Com um elenco “hollywoodiano”, a história se passa em uma metrópole não identificada, abalada por uma epidemia de cegueira branca. As vítimas desta repentina epidemia são levadas e obrigadas a permanecerem em um manicômio adaptado para uma espécie de quarentena. Lá, a superlotação, a escassez de comida e a falta de higiene transformam as vidas de homens e mulheres que usam de comportamentos primitivos e perversos para sobreviver. Mas dentre os cegos, existe a mulher do médico oftalmologista que fingiu ser cega para acompanhar o marido. Além dos dramas inimagináveis dos personagens, existe o de uma mulher que gostaria de ficar cega, para não ver o que os olhos enxergam.

Meirelles deixa sua marca no filme, a câmera, a luz, a forma como a história foi montada são bem características.

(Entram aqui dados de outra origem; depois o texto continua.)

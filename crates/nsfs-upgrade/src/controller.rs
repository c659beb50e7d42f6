//! The upgrade controller: `start`, `status`, `history`.
//!
//! `start` is the hard one. It gates on the whole cluster being at the
//! expected package version, flips the `phase` latch in `system.json`
//! through the atomic-rename primitive (the loser of a race observes
//! `CONFIG_DIR_LOCKED` and refuses), runs the migration scripts in semver
//! order with progress persisted after every script, and unlocks only when
//! everything ran. A failed script leaves the latch locked and the error
//! recorded for the operator; a re-run on the same host resumes past the
//! scripts that already completed.

use std::cmp::Ordering;

use chrono::Utc;
use nsfs_configfs::ConfigFs;
use nsfs_model::{
    ConfigDirPhase, ConfigDirUpgrade, ConfigDirectory, InProgressUpgrade, SystemConfig,
    UpgradeHistory,
};
use tokio::sync::watch;
use tracing::{error, info, warn};

use crate::error::{UpgradeError, UpgradeResult};
use crate::scripts::{ScriptContext, ScriptRegistry};
use crate::semver::Semver;

/// Schema version assumed for config directories that predate versioning.
const PRE_SCHEMA_VERSION: &str = "0.0.0";

/// Caller-supplied arguments to `start`.
#[derive(Debug, Clone)]
pub struct StartArgs {
    /// The package version the caller believes is deployed everywhere.
    pub expected_version: String,
    /// Every hostname the caller believes is part of the deployment.
    pub expected_hosts: Vec<String>,
    /// Operator escape hatch: bypass the cluster gates (never the latch).
    pub skip_verification: bool,
}

impl StartArgs {
    /// Split the CLI's comma-separated host list.
    #[must_use]
    pub fn parse_hosts(csv: &str) -> Vec<String> {
        csv.split(',')
            .map(str::trim)
            .filter(|h| !h.is_empty())
            .map(str::to_owned)
            .collect()
    }
}

/// Result of a successful `start`.
#[derive(Debug, Clone)]
pub struct StartOutcome {
    /// Operator-facing summary.
    pub message: String,
}

/// Drives config-directory upgrades against the live `system.json`.
#[derive(Debug)]
pub struct UpgradeController {
    configfs: ConfigFs,
    registry: ScriptRegistry,
    package_version: String,
    target_config_dir_version: String,
    hostname: String,
}

impl UpgradeController {
    /// Create a controller for this host.
    ///
    /// # Errors
    ///
    /// Returns [`UpgradeError::Internal`] when the hostname cannot be read.
    pub fn new(
        configfs: ConfigFs,
        registry: ScriptRegistry,
        package_version: String,
        target_config_dir_version: String,
    ) -> UpgradeResult<Self> {
        let hostname = hostname::get()
            .map_err(|e| UpgradeError::Internal(anyhow::anyhow!("cannot read hostname: {e}")))?
            .to_string_lossy()
            .into_owned();
        Ok(Self::with_hostname(
            configfs,
            registry,
            package_version,
            target_config_dir_version,
            hostname,
        ))
    }

    /// Create a controller with an explicit hostname (tests, containers).
    #[must_use]
    pub fn with_hostname(
        configfs: ConfigFs,
        registry: ScriptRegistry,
        package_version: String,
        target_config_dir_version: String,
        hostname: String,
    ) -> Self {
        Self {
            configfs,
            registry,
            package_version,
            target_config_dir_version,
            hostname,
        }
    }

    /// Run the upgrade without external cancellation.
    pub async fn start(&self, args: &StartArgs) -> UpgradeResult<StartOutcome> {
        let (_tx, rx) = watch::channel(false);
        self.start_with_cancel(args, rx).await
    }

    /// Run the upgrade, checking `cancel` between scripts.
    ///
    /// On cancellation the latch stays locked and completed scripts remain
    /// recorded; a later `start` on this host resumes.
    pub async fn start_with_cancel(
        &self,
        args: &StartArgs,
        cancel: watch::Receiver<bool>,
    ) -> UpgradeResult<StartOutcome> {
        let Some(mut system) = self.configfs.read_system().await? else {
            return Err(UpgradeError::failed(
                "config dir upgrade failed - system does not exist",
            ));
        };

        if args.skip_verification {
            warn!("skipping cluster verification on operator request");
        } else {
            self.verify_cluster(&system, args)?;
        }

        let target = Semver::parse(&self.target_config_dir_version)?;
        let current_str = system
            .config_directory
            .as_ref()
            .map_or(PRE_SCHEMA_VERSION, |cd| cd.config_dir_version.as_str())
            .to_owned();
        let current = Semver::parse(&current_str)?;

        match current.cmp_warn_on_suffix(&target) {
            Ordering::Equal => {
                return Ok(StartOutcome {
                    message: format!(
                        "config_dir_version {current_str} and expected config_dir_version {} \
                         match, nothing to upgrade",
                        self.target_config_dir_version
                    ),
                });
            }
            Ordering::Greater => {
                return Err(UpgradeError::failed(format!(
                    "config dir version {current_str} is newer than this package's {} - \
                     downgrade is not supported",
                    self.target_config_dir_version
                )));
            }
            Ordering::Less => {}
        }

        let mut in_progress = self.take_latch(&mut system, args, &current_str)?;
        self.persist_in_progress(&mut system, &in_progress).await?;

        let ctx = ScriptContext {
            configfs: self.configfs.clone(),
            from_version: current_str.clone(),
            to_version: self.target_config_dir_version.clone(),
        };

        for script in self.registry.between(&current, &target) {
            if in_progress
                .completed_scripts
                .iter()
                .any(|id| id == script.id())
            {
                info!(script = script.id(), "script already completed, skipping");
                continue;
            }
            if *cancel.borrow() {
                in_progress.error = Some("upgrade canceled".to_owned());
                self.persist_in_progress(&mut system, &in_progress).await?;
                return Err(UpgradeError::failed("config dir upgrade canceled"));
            }

            info!(script = script.id(), description = script.description(), "running upgrade script");
            match script.run(&ctx).await {
                Ok(()) => {
                    in_progress.completed_scripts.push(script.id().to_owned());
                    self.persist_in_progress(&mut system, &in_progress).await?;
                }
                Err(e) => {
                    error!(script = script.id(), error = %e, "upgrade script failed");
                    in_progress.error = Some(e.to_string());
                    self.persist_in_progress(&mut system, &in_progress).await?;
                    return Err(UpgradeError::failed(format!(
                        "config dir upgrade failed on script {}: {e}",
                        script.id()
                    )));
                }
            }
        }

        self.commit(&mut system, in_progress).await?;
        Ok(StartOutcome {
            message: format!(
                "config directory upgraded from version {current_str} to {} successfully",
                self.target_config_dir_version
            ),
        })
    }

    /// The in-flight upgrade, or `None` when nothing is running.
    ///
    /// # Errors
    ///
    /// Fails when `system.json` does not exist.
    pub async fn status(&self) -> UpgradeResult<Option<InProgressUpgrade>> {
        let Some(system) = self.configfs.read_system().await? else {
            return Err(UpgradeError::failed(
                "config dir upgrade status failed - system does not exist",
            ));
        };
        Ok(system
            .config_directory
            .and_then(|cd| cd.in_progress_upgrade))
    }

    /// The config-directory upgrade history, or `None` before any upgrade.
    ///
    /// # Errors
    ///
    /// Fails when `system.json` does not exist.
    pub async fn history(&self) -> UpgradeResult<Option<UpgradeHistory<ConfigDirUpgrade>>> {
        let Some(system) = self.configfs.read_system().await? else {
            return Err(UpgradeError::failed(
                "config dir upgrade history failed - system does not exist",
            ));
        };
        Ok(system.config_directory.map(|cd| cd.upgrade_history))
    }

    // -----------------------------------------------------------------------
    // start internals
    // -----------------------------------------------------------------------

    /// All `start` pre-conditions that gate on the cluster state.
    fn verify_cluster(&self, system: &SystemConfig, args: &StartArgs) -> UpgradeResult<()> {
        let expected = Semver::parse(&args.expected_version)?;
        let running = Semver::parse(&self.package_version)?;

        for host in &args.expected_hosts {
            if !system.hosts.contains_key(host) {
                return Err(UpgradeError::failed(format!(
                    "config dir upgrade can not be started - the host {host} from \
                     expected_hosts is missing in system.json"
                )));
            }
        }
        for host in system.hosts.keys() {
            if !args.expected_hosts.iter().any(|h| h == host) {
                return Err(UpgradeError::failed(format!(
                    "config dir upgrade can not be started - expected_hosts missing the \
                     host {host} recorded in system.json"
                )));
            }
        }

        if expected.cmp_warn_on_suffix(&running) != Ordering::Equal {
            return Err(UpgradeError::failed(format!(
                "config dir upgrade can not be started - the running host's package \
                 version {} does not match the user's expected version {}",
                self.package_version, args.expected_version
            )));
        }

        for (host, record) in &system.hosts {
            let host_version = Semver::parse(&record.current_version)?;
            if host_version.cmp_warn_on_suffix(&expected) != Ordering::Equal {
                return Err(UpgradeError::failed(format!(
                    "config dir upgrade can not be started until all nodes have the \
                     expected version {} - host {host} is at {}",
                    args.expected_version, record.current_version
                )));
            }
        }

        let oldest = system
            .hosts
            .values()
            .map(|r| Semver::parse(&r.current_version))
            .collect::<UpgradeResult<Vec<_>>>()?
            .into_iter()
            .min();
        if let Some(oldest) = oldest {
            if running < oldest {
                return Err(UpgradeError::failed(format!(
                    "config dir upgrade can not be started until all nodes have the \
                     expected version {}",
                    args.expected_version
                )));
            }
        }
        Ok(())
    }

    /// Take (or resume) the `CONFIG_DIR_LOCKED` latch in memory.
    ///
    /// A latch held by another host refuses; a latch held by this host
    /// resumes, clearing the recorded error but keeping completed scripts.
    fn take_latch(
        &self,
        system: &mut SystemConfig,
        args: &StartArgs,
        current_version: &str,
    ) -> UpgradeResult<InProgressUpgrade> {
        let resumed = match system.config_directory.as_ref() {
            Some(cd) if cd.phase == ConfigDirPhase::Locked => match &cd.in_progress_upgrade {
                Some(ip) if ip.running_host == self.hostname => {
                    info!(
                        completed = ip.completed_scripts.len(),
                        "resuming in-progress upgrade on this host"
                    );
                    Some(ip.clone())
                }
                Some(ip) => {
                    return Err(UpgradeError::failed(format!(
                        "config dir upgrade can not be started - the config directory is \
                         locked by an in-progress upgrade on host {}",
                        ip.running_host
                    )));
                }
                None => {
                    return Err(UpgradeError::failed(
                        "config dir upgrade can not be started - the config directory is locked",
                    ));
                }
            },
            _ => None,
        };

        let mut in_progress = resumed.unwrap_or_else(|| InProgressUpgrade {
            start_timestamp: Utc::now().timestamp_millis(),
            running_host: self.hostname.clone(),
            package_from_version: args.expected_version.clone(),
            package_to_version: self.package_version.clone(),
            config_dir_from_version: current_version.to_owned(),
            config_dir_to_version: self.target_config_dir_version.clone(),
            completed_scripts: Vec::new(),
            error: None,
        });
        in_progress.error = None;
        Ok(in_progress)
    }

    /// Persist the lock + in-progress record through the atomic rename.
    async fn persist_in_progress(
        &self,
        system: &mut SystemConfig,
        in_progress: &InProgressUpgrade,
    ) -> UpgradeResult<()> {
        let config_directory =
            system
                .config_directory
                .get_or_insert_with(|| ConfigDirectory {
                    config_dir_version: in_progress.config_dir_from_version.clone(),
                    phase: ConfigDirPhase::Locked,
                    in_progress_upgrade: None,
                    upgrade_history: UpgradeHistory::default(),
                });
        config_directory.phase = ConfigDirPhase::Locked;
        config_directory.in_progress_upgrade = Some(in_progress.clone());
        self.configfs.write_system(system).await?;
        Ok(())
    }

    /// Move the finished upgrade into history, unlock, bump the version.
    async fn commit(
        &self,
        system: &mut SystemConfig,
        in_progress: InProgressUpgrade,
    ) -> UpgradeResult<()> {
        let completed = ConfigDirUpgrade {
            timestamp: Utc::now().timestamp_millis(),
            running_host: in_progress.running_host,
            package_from_version: in_progress.package_from_version,
            package_to_version: in_progress.package_to_version,
            config_dir_from_version: in_progress.config_dir_from_version,
            config_dir_to_version: in_progress.config_dir_to_version,
            completed_scripts: in_progress.completed_scripts,
        };

        let config_directory = system.config_directory.as_mut().ok_or_else(|| {
            UpgradeError::Internal(anyhow::anyhow!("config_directory vanished during upgrade"))
        })?;
        config_directory
            .upgrade_history
            .successful_upgrades
            .insert(0, completed);
        config_directory.in_progress_upgrade = None;
        config_directory.phase = ConfigDirPhase::Unlocked;
        config_directory.config_dir_version = self.target_config_dir_version.clone();
        self.configfs.write_system(system).await?;
        info!(
            version = %self.target_config_dir_version,
            "config directory upgrade committed"
        );
        Ok(())
    }
}
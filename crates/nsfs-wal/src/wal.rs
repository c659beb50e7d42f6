//! The WAL file: active-segment appends, rotation, and processor handoff.

use std::future::Future;
use std::path::{Path, PathBuf};

use nix::errno::Errno;
use nix::fcntl::{Flock, FlockArg};
use tokio::io::AsyncWriteExt;
use tokio::sync::Mutex;
use tracing::{debug, info, warn};

use crate::error::{WalError, WalResult};

/// Extension of every WAL segment.
const SEGMENT_SUFFIX: &str = ".log";

/// Name component marking the single active segment.
const ACTIVE_MARKER: &str = "active";

/// A write-ahead log rooted in one directory.
///
/// Segment naming: the active segment is `<prefix>.active.log`; sealed
/// segments are `<prefix>.<generation>.log` with a zero-padded,
/// monotonically increasing generation, so lexical order equals age.
#[derive(Debug)]
pub struct WalFile {
    dir: PathBuf,
    prefix: String,
    max_atomic_record_len: usize,
    // Serializes appends and swaps within this process.
    append_lock: Mutex<()>,
}

impl WalFile {
    /// Open (and create if needed) a WAL under `dir` with the given
    /// segment name prefix.
    ///
    /// `max_atomic_record_len` bounds the framed record size written under
    /// plain `O_APPEND`; longer records take a whole-file advisory lock.
    pub async fn open(
        dir: impl Into<PathBuf>,
        prefix: impl Into<String>,
        max_atomic_record_len: usize,
    ) -> WalResult<Self> {
        let dir = dir.into();
        tokio::fs::create_dir_all(&dir)
            .await
            .map_err(|e| WalError::io(&dir, e))?;
        Ok(Self {
            dir,
            prefix: prefix.into(),
            max_atomic_record_len,
            append_lock: Mutex::new(()),
        })
    }

    /// Path of the active segment (which may not exist yet).
    #[must_use]
    pub fn active_path(&self) -> PathBuf {
        self.dir
            .join(format!("{}.{ACTIVE_MARKER}{SEGMENT_SUFFIX}", self.prefix))
    }

    /// Append one record to the active segment.
    ///
    /// The record is newline-terminated on disk; the payload itself must be
    /// non-empty and newline-free.
    ///
    /// # Errors
    ///
    /// [`WalError::InvalidRecord`] for payloads that would break framing;
    /// [`WalError::Io`] on write failures.
    pub async fn append(&self, record: &str) -> WalResult<()> {
        if record.is_empty() {
            return Err(WalError::InvalidRecord {
                reason: "empty record".to_owned(),
            });
        }
        if record.contains('\n') {
            return Err(WalError::InvalidRecord {
                reason: "embedded newline".to_owned(),
            });
        }

        let _guard = self.append_lock.lock().await;
        let active = self.active_path();
        let mut line = record.as_bytes().to_vec();
        line.push(b'\n');

        if line.len() <= self.max_atomic_record_len {
            // O_APPEND writes at or below PIPE_BUF do not interleave with
            // concurrent writers from other processes.
            let mut file = tokio::fs::OpenOptions::new()
                .create(true)
                .append(true)
                .open(&active)
                .await
                .map_err(|e| WalError::io(&active, e))?;
            file.write_all(&line)
                .await
                .map_err(|e| WalError::io(&active, e))?;
            file.sync_data()
                .await
                .map_err(|e| WalError::io(&active, e))?;
        } else {
            self.append_locked(active, line).await?;
        }
        Ok(())
    }

    /// Oversized-record path: hold the whole-file advisory lock for the
    /// write so cross-process framing survives records above `PIPE_BUF`.
    async fn append_locked(&self, active: PathBuf, line: Vec<u8>) -> WalResult<()> {
        tokio::task::spawn_blocking(move || {
            let file = std::fs::OpenOptions::new()
                .create(true)
                .append(true)
                .open(&active)
                .map_err(|e| WalError::io(&active, e))?;
            let guard = Flock::lock(file, FlockArg::LockExclusive)
                .map_err(|(_, errno)| WalError::io(&active, std::io::Error::from(errno)))?;

            use std::io::Write;
            let mut writer: &std::fs::File = &guard;
            writer
                .write_all(&line)
                .and_then(|()| writer.sync_data())
                .map_err(|e| WalError::io(&active, e))
            // Lock released when `guard` drops, on success and failure alike.
        })
        .await
        .map_err(|e| WalError::Internal(anyhow::anyhow!("append task failed: {e}")))?
    }

    /// Seal the active segment: rename it to the next inactive generation.
    ///
    /// Returns the sealed segment's path, or `None` when there was nothing
    /// to seal. A zero-size active file is left untouched so empty inactive
    /// segments can never exist.
    pub async fn swap(&self) -> WalResult<Option<PathBuf>> {
        let _guard = self.append_lock.lock().await;
        let active = self.active_path();

        let metadata = match tokio::fs::metadata(&active).await {
            Ok(m) => m,
            Err(e) if e.kind() == std::io::ErrorKind::NotFound => return Ok(None),
            Err(e) => return Err(WalError::io(&active, e)),
        };
        if metadata.len() == 0 {
            debug!(wal = %self.prefix, "active segment empty, skipping swap");
            return Ok(None);
        }

        let generation = self.next_generation().await?;
        let sealed = self.segment_path(generation);
        tokio::fs::rename(&active, &sealed)
            .await
            .map_err(|e| WalError::io(&active, e))?;
        info!(wal = %self.prefix, segment = %sealed.display(), "sealed active segment");
        Ok(Some(sealed))
    }

    /// Drain inactive segments through `handler`, oldest first.
    ///
    /// Each segment is taken under a non-blocking exclusive advisory lock;
    /// contended segments are skipped for a future pass. The handler
    /// returns `true` when the segment was fully processed and may be
    /// deleted, `false` to retain it. Handler failures are logged, the
    /// segment retained, and processing continues.
    ///
    /// Returns the number of segments deleted.
    pub async fn process_inactive<F, Fut>(&self, mut handler: F) -> WalResult<usize>
    where
        F: FnMut(PathBuf) -> Fut,
        Fut: Future<Output = WalResult<bool>>,
    {
        let mut deleted = 0;
        for (_, path) in self.inactive_segments().await? {
            let lock = {
                let path = path.clone();
                tokio::task::spawn_blocking(move || try_lock_exclusive(&path))
                    .await
                    .map_err(|e| WalError::Internal(anyhow::anyhow!("lock task failed: {e}")))??
            };
            let Some(lock) = lock else {
                debug!(segment = %path.display(), "segment busy or gone, skipping");
                continue;
            };

            match handler(path.clone()).await {
                Ok(true) => {
                    tokio::fs::remove_file(&path)
                        .await
                        .map_err(|e| WalError::io(&path, e))?;
                    debug!(segment = %path.display(), "segment processed and deleted");
                    deleted += 1;
                }
                Ok(false) => {
                    debug!(segment = %path.display(), "segment retained by handler");
                }
                Err(e) => {
                    warn!(segment = %path.display(), error = %e, "segment handler failed, retaining");
                }
            }
            drop(lock);
        }
        Ok(deleted)
    }

    /// Sealed segments of this WAL, ascending by generation.
    pub async fn inactive_segments(&self) -> WalResult<Vec<(u64, PathBuf)>> {
        let mut entries = match tokio::fs::read_dir(&self.dir).await {
            Ok(entries) => entries,
            Err(e) if e.kind() == std::io::ErrorKind::NotFound => return Ok(Vec::new()),
            Err(e) => return Err(WalError::io(&self.dir, e)),
        };

        let mut segments = Vec::new();
        loop {
            let entry = entries
                .next_entry()
                .await
                .map_err(|e| WalError::io(&self.dir, e))?;
            let Some(entry) = entry else { break };
            let name = entry.file_name();
            let Some(name) = name.to_str() else { continue };
            if let Some(generation) = self.parse_generation(name) {
                segments.push((generation, entry.path()));
            }
        }
        segments.sort_unstable_by_key(|(generation, _)| *generation);
        Ok(segments)
    }

    fn segment_path(&self, generation: u64) -> PathBuf {
        self.dir
            .join(format!("{}.{generation:016}{SEGMENT_SUFFIX}", self.prefix))
    }

    /// Parse `<prefix>.<generation>.log`, ignoring the active segment and
    /// foreign files.
    fn parse_generation(&self, name: &str) -> Option<u64> {
        let rest = name.strip_prefix(self.prefix.as_str())?.strip_prefix('.')?;
        let digits = rest.strip_suffix(SEGMENT_SUFFIX)?;
        if digits == ACTIVE_MARKER {
            return None;
        }
        digits.parse().ok()
    }

    async fn next_generation(&self) -> WalResult<u64> {
        Ok(self
            .inactive_segments()
            .await?
            .last()
            .map_or(1, |(generation, _)| generation + 1))
    }
}

/// Try to take a non-blocking exclusive flock on `path`.
///
/// `None` means the segment is contended by another processor or vanished
/// between listing and locking; both mean "skip".
fn try_lock_exclusive(path: &Path) -> WalResult<Option<Flock<std::fs::File>>> {
    let file = match std::fs::File::open(path) {
        Ok(file) => file,
        Err(e) if e.kind() == std::io::ErrorKind::NotFound => return Ok(None),
        Err(e) => return Err(WalError::io(path, e)),
    };
    match Flock::lock(file, FlockArg::LockExclusiveNonblock) {
        Ok(lock) => Ok(Some(lock)),
        Err((_, Errno::EWOULDBLOCK)) => Ok(None),
        Err((_, errno)) => Err(WalError::io(path, std::io::Error::from(errno))),
    }
}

Durante uma exibição, o escritor português, que resistiu em autorizar a adaptação para o cinema, assistiu e afirmou que tinha ficado emocionado com o resultado final. Tão emocionado quanto no dia em que terminou a história do livro, no ano de 1995.

Autodidata, José Saramago começou a escrever logo cedo e aos 25 anos lançou o seu primeiro livro. Apesar de muitas publicações de sucesso ao longo da vida, a crítica encarou um dos seus títulos mais famosos, “Evangelho Segundo Jesus Cristo”, como um romance controvérsio. Mas foi somente em meados da década de 1990, que Saramago marcou uma nova fase e talvez a mais conhecida atualmente, que é quando ele publica textos sem identificar tempo, lugares e personagens. É nesta nova fase que surge “Ensaio sobre a Cegueira”, livro que li sob a indicação da minha Tia Sonia, amante da literatura e professora de português. E que anos mais tarde me presenteou com o “Conto da Ilha Desaparecida”, também da sua autoria.

O que nos encanta na narrativa de José Saramago é o ritmo que ele emprega à leitura, mesmo quase não existindo parágrafos ou capítulos em seus livros. A fluidez e a curiosidade em forma sedenta se amplia a cada nova linha, a cada nova página. Um encantamento!

Só depois de ler um livro de Saramago entendemos por que ele é considerado um mestre das letras. E também não é difícil entender o por que ele foi premiado em 1998 com o Nobel de Literatura, primeiro concedido a um escritor de língua portuguesa.

Particularmente em “Ensaio sobre a Cegueira”, a fábula aponta sobre os dias de hoje, de como nos relacionamos, corremos atrás de mil sonhos, tentamos satisfazer todos os nossos desejos, queremos uma vida confortável, o individualismo nos veste. É fácil "ver" quando o universo conspira a favor. Mas será que estamos preparados para viver as mais puras das realidades quando elas se fizerem necessárias? Talvez a preferência seja em fechar os olhos e recobrar a visão depois, em um dia sem muito movimento, daqueles que se confunde preguiça com conforto.